Figure CN122236715A_ABST
Abstract
Description
Technical Field
[0001] This invention relates to the field of energy-saving technology for strip rolling equipment, specifically to an energy-saving control method for the hydraulic system of a hot continuous rolling production line. Background Technology
[0002] Hydraulic systems, as an indispensable power core in the 2250 hot strip rolling production process, are widely used in various key stages such as the rolling line. Traditional hydraulic systems generally suffer from drawbacks such as high energy consumption, low load rate, high oil temperature, high noise, and slow response. Specifically, for example... Figure 2 As shown, the traditional asynchronous motor + fixed displacement pump system provides a constant supply.
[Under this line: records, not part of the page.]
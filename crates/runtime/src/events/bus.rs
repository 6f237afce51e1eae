//! Topic-based event bus implementation.

use std::collections::HashMap;
use std::sync::Arc;

use tokio::sync::broadcast;

use super::types::{Event, Topic};

/// Topic-based event bus
///
/// Consumers subscribe to the topics they care about. Publishing is
/// best-effort: an event with no subscribers is dropped.
#[derive(Clone)]
pub struct EventBus {
    channels: Arc<[broadcast::Sender<Event>; 4]>,
}

impl EventBus {
    /// Creates a new event bus with default capacity for each topic
    pub fn new() -> Self {
        Self::with_capacity(100)
    }

    /// Creates a new event bus with specified capacity per topic
    pub fn with_capacity(capacity: usize) -> Self {
        let capacity = capacity.max(1);
        Self {
            channels: Arc::new(Topic::ALL.map(|_| broadcast::channel(capacity).0)),
        }
    }

    /// Publish an event to its corresponding topic
    pub fn publish(&self, event: Event) {
        let topic = event.topic();
        if self.channels[topic.index()].send(event).is_err() {
            tracing::trace!("No subscribers for topic {:?}", topic);
        }
    }

    /// Publish every event in order.
    pub fn publish_all(&self, events: impl IntoIterator<Item = impl Into<Event>>) {
        for event in events {
            self.publish(event.into());
        }
    }

    /// Subscribe to a specific topic
    pub fn subscribe(&self, topic: Topic) -> broadcast::Receiver<Event> {
        self.channels[topic.index()].subscribe()
    }

    /// Subscribe to multiple topics
    pub fn subscribe_multiple(
        &self,
        topics: &[Topic],
    ) -> HashMap<Topic, broadcast::Receiver<Event>> {
        topics
            .iter()
            .map(|&topic| (topic, self.subscribe(topic)))
            .collect()
    }
}

impl Default for EventBus {
    fn default() -> Self {
        Self::new()
    }
}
When the hydraulic cylinder stops moving, the motor-pump unit continues to operate, and all the output energy is unloaded through the relief valve, resulting in significant energy waste. Figure 3 As shown, while the asynchronous motor + variable pump system achieves supply changes, the asynchronous motor cannot completely stop, resulting in idling and wasted reactive power. In the current context of enterprises continuously promoting energy conservation, emission reduction, cost reduction, and efficiency improvement, exploring the energy-saving potential of hydraulic systems is of great significance for achieving green and low-carbon development and improving economic efficiency. Traditional hydraulic systems generally suffer from high energy consumption, low load rate, high oil temperature, high noise, and slow response. Therefore, it is necessary to design an energy-saving control method for the hydraulic system of a hot strip rolling production line to solve the problems of high energy consumption and slow response in existing traditional hydraulic systems of hot strip rolling production lines. Summary of the Invention
[0003] In view of the problems existing in the prior art, the purpose of this invention is to provide an energy-saving control method for the hydraulic system of a hot strip rolling production line.
[0004] The technical solution adopted by this invention to solve its technical problem is: an energy-saving control method for a hydraulic system of a hot strip mill production line, comprising the following steps:
[0005] S1. Energy-saving control of hydraulic servo pump group: adopts servo motor + variable pump system;
[0006] S2, Hydraulic closed-loop control: Through the hydraulic closed-loop control mode, the PLC controller controls the servo driver to adjust the servo motor speed;
[0007] S3. Multi-pump parallel operation optimization control: Optimize the multi-pump parallel operation strategy according to the actual needs of different hydraulic stations;
[0008] S4. Device parameter optimization: Optimize the servo driver.
[0009] Specifically, in step S1, the servo motor is connected to the variable pump controller, the variable pump controller is connected to the actuator through the valve, and the control end of the servo motor is connected to the servo driver.
[0010] Specifically, the actuator includes a high-pressure hydraulic station pump unit for finishing mill and a hydraulic station pump unit for roughing mill. Each actuator is equipped with a pressure sensor, which is connected to a servo driver. The servo driver is connected to a PLC controller, which is connected to a display. The servo driver controls a servo motor to control the start-up and shutdown of the high-pressure hydraulic station pump unit for finishing mill and the hydraulic station pump unit for roughing mill, as well as to supply power as needed.
[0011] Specifically, the process of the hydraulic closed-loop control mode in step S2 is as follows: before the set pressure is reached, the servo driver executes the speed closed-loop control mode, and the servo motor runs at the set maximum speed; after the set pressure is reached, the servo driver executes the pressure closed-loop control mode, and the servo motor system maintains constant pressure and adaptive speed.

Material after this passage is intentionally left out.